How does one regain faith in people? Because I’ll admit, I have none. 




3 comments:

Most Happy Girl said...

I think this is one of the hardest aspects of life. When others disappoint you, it is very hard to trust again, to have faith that they will do what they say they'll do or what you need them to do. My suggestion is to start small, with one person at a time. You have to go into this understanding that no one (including yourself) is perfect, and that the longer you associate with someone, the more likely they will hurt you at some point. You will probably also hurt and disappoint them over the course of your relationship. You have to remind yourself (sometimes over and over again) that most people don't hurt or disappoint you on purpose. Sometimes it's forgetfulness; sometimes it's simply misunderstanding the request or need. On the rare occasion, it is intentional; these times are the exception, not the rule. Also, if you let someone know that they have let you down, you will find resolution more quickly and easily.

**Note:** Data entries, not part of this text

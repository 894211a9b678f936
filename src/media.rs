//! Media payloads exchanged with the backend and temporary playable files.
//!
//! [`MediaBlob`] is an in-memory payload (recorded audio, synthesized speech,
//! rendered video, avatar image).  [`PlayableMedia`] writes a blob to a
//! temporary file so an external player can open it; the file lives exactly
//! as long as the handle.  Dropping (or [`release`](PlayableMedia::release)-ing)
//! the handle deletes the file.

use std::io::Write;
use std::path::{Path, PathBuf};

use tempfile::NamedTempFile;
use thiserror::Error;

// ---------------------------------------------------------------------------
// MediaError
// ---------------------------------------------------------------------------

#[derive(Debug, Error)]
pub enum MediaError {
    #[error("failed to create playable media file: {0}")]
    Io(#[from] std::io::Error),
}

// ---------------------------------------------------------------------------
// MediaBlob
// ---------------------------------------------------------------------------

/// Bytes plus their MIME type.
#[derive(Clone, PartialEq, Eq)]
pub struct MediaBlob {
    bytes: Vec<u8>,
    mime: String,
}

impl MediaBlob {
    pub fn new(bytes: Vec<u8>, mime: impl Into<String>) -> Self {
        Self {
            bytes,
            mime: mime.into(),
        }
    }

    pub fn bytes(&self) -> &[u8] {
        &self.bytes
    }

    pub fn mime(&self) -> &str {
        &self.mime
    }

    pub fn len(&self) -> usize {
        self.bytes.len()
    }

    pub fn is_empty(&self) -> bool {
        self.bytes.is_empty()
    }

    /// File extension (with the dot) matching the MIME type.
    pub fn extension(&self) -> &'static str {
        let essence = self.mime.split(';').next().unwrap_or("").trim();
        match essence {
            "audio/wav" | "audio/x-wav" | "audio/wave" => ".wav",
            "audio/webm" | "video/webm" => ".webm",
            "audio/mpeg" | "audio/mp3" => ".mp3",
            "video/mp4" => ".mp4",
            "image/png" => ".png",
            "image/jpeg" => ".jpg",
            _ => ".bin",
        }
    }
}

// Bodies can be megabytes; only show their size.
impl std::fmt::Debug for MediaBlob {
    fn fmt(&self, f: &mut std::fmt::Formatter<'_>) -> std::fmt::Result {
        f.debug_struct("MediaBlob")
            .field("mime", &self.mime)
            .field("len", &self.bytes.len())
            .finish()
    }
}

// ---------------------------------------------------------------------------
// PlayableMedia
// ---------------------------------------------------------------------------

/// A blob materialised as a temporary file.
///
/// The path is valid until the handle is dropped.
#[derive(Debug)]
pub struct PlayableMedia {
    file: NamedTempFile,
    mime: String,
    len: usize,
}

impl PlayableMedia {
    /// Write `blob` to a fresh temporary file in the system temp dir.
    pub fn create(blob: &MediaBlob) -> Result<Self, MediaError> {
        Self::create_in(std::env::temp_dir(), blob)
    }

    /// Write `blob` to a fresh temporary file inside `dir`.
    pub fn create_in(dir: impl AsRef<Path>, blob: &MediaBlob) -> Result<Self, MediaError> {
        let mut file = tempfile::Builder::new()
            .prefix("avatar-chat-")
            .suffix(blob.extension())
            .tempfile_in(dir)?;
        file.write_all(blob.bytes())?;
        file.flush()?;

        Ok(Self {
            file,
            mime: blob.mime().to_string(),
            len: blob.len(),
        })
    }

    pub fn path(&self) -> &Path {
        self.file.path()
    }

    pub fn mime(&self) -> &str {
        &self.mime
    }

    pub fn len(&self) -> usize {
        self.len
    }

    pub fn is_empty(&self) -> bool {
        self.len == 0
    }

    /// Delete the backing file now.  Returns the path that was released.
    pub fn release(self) -> PathBuf {
        let path = self.file.path().to_path_buf();
        if let Err(e) = self.file.close() {
            log::warn!("media: failed to delete {}: {e}", path.display());
        }
        path
    }
}

// ---------------------------------------------------------------------------
// Tests
// ---------------------------------------------------------------------------
//! Speech playback via `cpal`.
//!
//! [`AudioOutput`] is the seam the pipeline plays synthesized speech
//! through.  [`CpalAudioOutput`] decodes the WAV payload up front (so a bad
//! payload is reported to the caller) and then plays it on a short-lived
//! thread that owns the output stream.  `play` never blocks for the length
//! of the clip.

use std::sync::Arc;
use std::thread;
use std::time::Duration;

use cpal::traits::{DeviceTrait, HostTrait, StreamTrait};
use cpal::{FromSample, SizedSample};
use thiserror::Error;

use crate::media::MediaBlob;

use super::resample::resample;
use super::wav::{decode_wav, WavError};

/// Extra time the output stream stays open after the last sample.
const TAIL: Duration = Duration::from_millis(250);

#[derive(Debug, Error)]
pub enum PlaybackError {
    #[error("cannot decode speech audio: {0}")]
    Decode(#[from] WavError),

    #[error("speech audio is empty")]
    Empty,

    #[error("failed to spawn playback thread: {0}")]
    Spawn(#[from] std::io::Error),
}

/// Plays synthesized speech.
///
/// Implementors must be `Send + Sync` so one instance can be shared by
/// concurrent turns behind an `Arc<dyn AudioOutput>`.
pub trait AudioOutput: Send + Sync {
    /// Start playing `audio` and return once playback has begun.
    fn play(&self, audio: &MediaBlob) -> Result<(), PlaybackError>;
}

// ---------------------------------------------------------------------------
// CpalAudioOutput
// ---------------------------------------------------------------------------

/// Plays WAV speech on the system default output device.
#[derive(Debug, Default, Clone, Copy)]
pub struct CpalAudioOutput;

impl CpalAudioOutput {
    pub fn new() -> Self {
        Self
    }
}

impl AudioOutput for CpalAudioOutput {
    fn play(&self, audio: &MediaBlob) -> Result<(), PlaybackError> {
        let decoded = decode_wav(audio.bytes())?;
        if decoded.samples.is_empty() {
            return Err(PlaybackError::Empty);
        }
        log::debug!("playing {:.2}s of speech", decoded.duration_secs());

        thread::Builder::new()
            .name("speech-playback".into())
            .spawn(move || {
                if let Err(e) = play_blocking(decoded.samples, decoded.sample_rate) {
                    log::warn!("speech playback failed: {e}");
                }
            })?;
        Ok(())
    }
}

/// Open the default output device, play `samples` to the end, then close it.
fn play_blocking(samples: Vec<f32>, sample_rate: u32) -> anyhow::Result<()> {
    let host = cpal::default_host();
    let device = host
        .default_output_device()
        .ok_or_else(|| anyhow::anyhow!("no output device found on the default audio host"))?;
    let supported = device.default_output_config()?;

    let device_rate = supported.sample_rate().0;
    let channels = supported.channels() as usize;
    let sample_format = supported.sample_format();
    let config: cpal::StreamConfig = supported.into();

    let samples = Arc::new(resample(&samples, sample_rate, device_rate));
    let clip = Duration::from_secs_f64(samples.len() as f64 / device_rate as f64);

    let stream = match sample_format {
        cpal::SampleFormat::F32 => build_output::<f32>(&device, &config, channels, samples)?,
        cpal::SampleFormat::I16 => build_output::<i16>(&device, &config, channels, samples)?,
        cpal::SampleFormat::I32 => build_output::<i32>(&device, &config, channels, samples)?,
        cpal::SampleFormat::U16 => build_output::<u16>(&device, &config, channels, samples)?,
        other => anyhow::bail!("unsupported output sample format: {other:?}"),
    };

    stream.play()?;
    log::debug!("playing {:.2}s of speech at {device_rate} Hz", clip.as_secs_f32());
    thread::sleep(clip + TAIL);
    Ok(())
}

fn build_output<T>(
    device: &cpal::Device,
    config: &cpal::StreamConfig,
    channels: usize,
    samples: Arc<Vec<f32>>,
) -> Result<cpal::Stream, cpal::BuildStreamError>
where
    T: SizedSample + FromSample<f32>,
{
    let mut cursor = 0usize;
    device.build_output_stream(
        config,
        move |data: &mut [T], _: &cpal::OutputCallbackInfo| {
            cursor = fill_frames(data, channels, &samples, cursor);
        },
        |err: cpal::StreamError| {
            log::error!("cpal output stream error: {err}");
        },
        None,
    )
}

/// Write mono `samples` starting at `cursor` into interleaved `data`,
/// duplicating each sample across `channels`.  Frames past the end are
/// silence.  Returns the new cursor.
fn fill_frames<T>(data: &mut [T], channels: usize, samples: &[f32], mut cursor: usize) -> usize
where
    T: SizedSample + FromSample<f32>,
{
    for frame in data.chunks_mut(channels.max(1)) {
        let value = samples.get(cursor).copied().unwrap_or(0.0);
        cursor += 1;
        for slot in frame.iter_mut() {
            *slot = T::from_sample(value);
        }
    }
    cursor
}

// ---------------------------------------------------------------------------
// Tests
// ---------------------------------------------------------------------------

#[cfg(test)]
mod tests {
    use super::*;

    #[test]
    fn fill_frames_duplicates_across_channels() {
        let mut out = [0.0_f32; 6];
        let cursor = fill_frames(&mut out, 2, &[0.1, 0.2, 0.3], 0);

        assert_eq!(cursor, 3);
        assert_eq!(out, [0.1, 0.1, 0.2, 0.2, 0.3, 0.3]);
    }

    #[test]
    fn fill_frames_pads_with_silence() {
        let mut out = [1.0_f32; 4];
        let cursor = fill_frames(&mut out, 1, &[0.5, 0.5], 1);

        assert_eq!(cursor, 5);
        assert_eq!(out, [0.5, 0.0, 0.0, 0.0]);
    }

    #[test]
    fn fill_frames_converts_to_i16() {
        let mut out = [0_i16; 2];
        fill_frames(&mut out, 1, &[1.0, -1.0], 0);
        assert!(out[0] > 32_000);
        assert!(out[1] < -32_000);
    }

    #[test]
    fn play_rejects_non_wav_payload() {
        let output = CpalAudioOutput::new();
        let err = output
            .play(&MediaBlob::new(b"ID3 not a wav".to_vec(), "audio/mpeg"))
            .unwrap_err();
        assert!(matches!(err, PlaybackError::Decode(_)));
    }

    #[test]
    fn play_rejects_empty_wav() {
        let blob = crate::audio::encode_wav(&[], 16_000).unwrap();
        let err = CpalAudioOutput::new().play(&blob).unwrap_err();
        assert!(matches!(err, PlaybackError::Empty));
    }
}
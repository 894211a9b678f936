//! Channel mixing and sample-rate conversion.
//!
//! Recordings are downmixed with [`stereo_to_mono`] before WAV encoding.
//! Synthesized speech is converted to the output device's rate with
//! [`resample`] before playback.  Both use plain linear interpolation, which
//! is plenty for speech.

// ---------------------------------------------------------------------------
// stereo_to_mono
// ---------------------------------------------------------------------------

/// Mix interleaved multi-channel audio down to mono by averaging all channels.
///
/// The output length is `samples.len() / channels`.
///
/// * If `channels == 1` the input slice is returned as an owned `Vec`.
/// * If `channels == 0` an empty vector is returned.
///
/// # Example
///
/// ```rust
/// use avatar_chat::audio::stereo_to_mono;
///
/// let stereo = vec![0.5_f32, -0.5, 0.2, -0.2]; // L R L R
/// let mono = stereo_to_mono(&stereo, 2);
/// assert_eq!(mono.len(), 2);
/// assert!((mono[0] - 0.0).abs() < 1e-6);
/// ```
pub fn stereo_to_mono(samples: &[f32], channels: u16) -> Vec<f32> {
    match channels {
        0 => Vec::new(),
        1 => samples.to_vec(),
        n => {
            let n = n as usize;
            samples
                .chunks_exact(n)
                .map(|frame| frame.iter().sum::<f32>() / n as f32)
                .collect()
        }
    }
}

// ---------------------------------------------------------------------------
// resample
// ---------------------------------------------------------------------------

/// Resample mono `samples` from `source_rate` Hz to `target_rate` Hz using
/// linear interpolation.
///
/// * Equal rates return a copy (no interpolation).
/// * Empty input or a zero rate returns an empty vector.
///
/// The output length is approximately
/// `samples.len() * target_rate / source_rate`.
///
/// ```rust
/// use avatar_chat::audio::resample;
///
/// let hi = vec![0.5_f32; 480];
/// assert_eq!(resample(&hi, 48_000, 16_000).len(), 160);
/// assert_eq!(resample(&hi, 48_000, 48_000).len(), 480);
/// ```
pub fn resample(samples: &[f32], source_rate: u32, target_rate: u32) -> Vec<f32> {
    if source_rate == target_rate {
        return samples.to_vec();
    }

    if samples.is_empty() || source_rate == 0 || target_rate == 0 {
        return Vec::new();
    }

    let ratio = target_rate as f64 / source_rate as f64;
    let output_len = (samples.len() as f64 * ratio).ceil() as usize;
    let mut output = Vec::with_capacity(output_len);

    for i in 0..output_len {
        let src_pos = i as f64 / ratio;
        let idx = src_pos as usize;
        let frac = src_pos - idx as f64;

        let sample = if idx + 1 < samples.len() {
            samples[idx] * (1.0 - frac as f32) + samples[idx + 1] * frac as f32
        } else if idx < samples.len() {
            samples[idx]
        } else {
            0.0
        };

        output.push(sample);
    }

    output
}

// ---------------------------------------------------------------------------
// Tests
// ---------------------------------------------------------------------------
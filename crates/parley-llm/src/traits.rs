use anyhow::Result;
use async_trait::async_trait;
use serde::{Deserialize, Serialize};

/// Trait for single-shot text generation
///
/// One prompt in, one completion out. Implementations must not retry on
/// their own; any failure is returned to the caller unchanged.
#[async_trait]
pub trait InferenceClient: Send + Sync {
    /// Run the model on a prompt and wait for the full response
    async fn run(&self, request: InferenceRequest) -> Result<InferenceOutput>;
}

#[derive(Debug, Clone)]
pub struct InferenceRequest {
    pub model: String,
    pub prompt: String,
    pub options: InferenceOptions,
}

impl InferenceRequest {
    pub fn new(model: impl Into<String>, prompt: impl Into<String>) -> Self {
        Self {
            model: model.into(),
            prompt: prompt.into(),
            options: InferenceOptions::default(),
        }
    }

    pub fn with_options(mut self, options: InferenceOptions) -> Self {
        self.options = options;
        self
    }
}

#[derive(Debug, Clone, Default, PartialEq)]
pub struct InferenceOptions {
    pub max_tokens: Option<u32>,
    pub temperature: Option<f32>,
}

impl InferenceOptions {
    pub fn new() -> Self {
        Self::default()
    }

    pub fn max_tokens(mut self, tokens: u32) -> Self {
        self.max_tokens = Some(tokens);
        self
    }

    pub fn temperature(mut self, temp: f32) -> Self {
        self.temperature = Some(temp);
        self
    }
}

#[derive(Debug, Clone)]
pub struct InferenceOutput {
    /// Generated text
    pub response: String,
    pub usage: Option<TokenUsage>,
    pub raw: serde_json::Value,
}

impl InferenceOutput {
    pub fn text(response: impl Into<String>) -> Self {
        Self {
            response: response.into(),
            usage: None,
            raw: serde_json::Value::Null,
        }
    }
}

#[derive(Debug, Clone, PartialEq, Serialize, Deserialize)]
pub struct TokenUsage {
    pub prompt_tokens: u32,
    pub completion_tokens: u32,
    pub total_tokens: u32,
}
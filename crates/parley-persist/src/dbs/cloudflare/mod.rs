mod client;

pub use client::{CloudflareKvConfig, CloudflareKvStore, DEFAULT_API_BASE};
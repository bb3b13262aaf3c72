use axum::{
    extract::Request,
    middleware::Next,
    response::Response,
};
use std::time::Instant;
use tracing::Instrument;
use uuid::Uuid;

/// Request logging middleware
pub async fn log_request(
    req: Request,
    next: Next,
) -> Response {
    let method = req.method().clone();
    let uri = req.uri().clone();
    let request_id = Uuid::new_v4();
    let start = Instant::now();

    let span = tracing::info_span!("request", %request_id);
    let response = next.run(req).instrument(span).await;

    let duration = start.elapsed();
    let status = response.status();

    tracing::info!(
        %request_id,
        method = %method,
        uri = %uri,
        status = %status,
        duration_ms = %duration.as_millis(),
        "Request processed"
    );

    response
}
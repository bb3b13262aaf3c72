use async_trait::async_trait;

use crate::error::Result;

/// String key-value store holding serialized session history
///
/// No conditional writes: concurrent `put`s on one key resolve as
/// last-writer-wins.
#[async_trait]
pub trait KvStore: Send + Sync {
    /// Read the value under `key`, `None` if nothing is stored
    async fn get(&self, key: &str) -> Result<Option<String>>;

    /// Overwrite the value under `key`
    async fn put(&self, key: &str, value: String) -> Result<()>;
}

Okay, now for the religious aspect of this advice (so if you would rather not hear this part of it or if you are bitterly opposed to LDS doctrine, you can stop reading now): through His atoning sacrifice, Jesus Christ has already suffered not only for every sin committed in the world, but also the pain of the wronged. He knows everything you are feeling. He has experienced everything you are going through. He has also already paid the price for the person who has wronged you, whether they care to take advantage of His Gift or not. Because of this, we can turn to Him to let go of our pain and hurt and anger towards others. Make no mistake that I think this is an easy process, but it is much easier than carrying it around. Jesus wants us to put our burdens on Him (My yoke is easy, and my burden is light).

I also believe that the best revenge isn't served cold. It's served very warm because it's love and forgiveness. If someone has intentionally hurt you, the best way to "get back" at them is to forgive and forget (as in forget the pain they caused you; not necessarily forgetting the action itself, though that can also come over time). Otherwise, you run the risk of letting them control your thoughts and sometimes your actions.

I love you muchly, my dear dear Kristen. And I know that Heavenly Father and Jesus Christ know and love you beyond what we can fully comprehend right now. And They know you better than you know yourself. Trust in Them, and allow Them to help you learn to trust others again.

Heidi said...

I have found through my own life experiences I am no longer generous with my trust. I used to say, "I trust you, until I have a reason not to." I have come to a sad conclusion that the world will never ever live up to my expectations. So I have learned to greatly lower them. However, since I am raising three young girls and want to give them the chance to build their own level of trust in the world I had to devise I plan of action for them. While I am happy to shut off parts of the world I no longer tolerate, it's unfair for me to impose that boundary on them/ for them. I teach them to look for the good people. When my daughter comes home crying because another girl spreads around lies about her, I tell her to ignore and look for the good people. There will always be negative. So find the good. it's the only way we'll survive.

I have lost a whole lot of faith in humanity. I myself am cynical and rarely believe people at first glance. (I think that's mainly why I don't have very many friends.) But drawing on my religious faith also tells me the world has to get worse before the Lord comes again, so in a way I welcome it. I have a steady diet of looking for the good while wading through the crap knowing the crap is what will eventually usher in the peace my soul hungers for in humanity. And there fore I am settled with it.

I hope you find the good and make peace with the crap. You're Amazing!!

KColton said...

Such a great post! Boo to all those people who have ruined the world for us. I love you a lot and empathize with your situation. People suck, that is all. the end.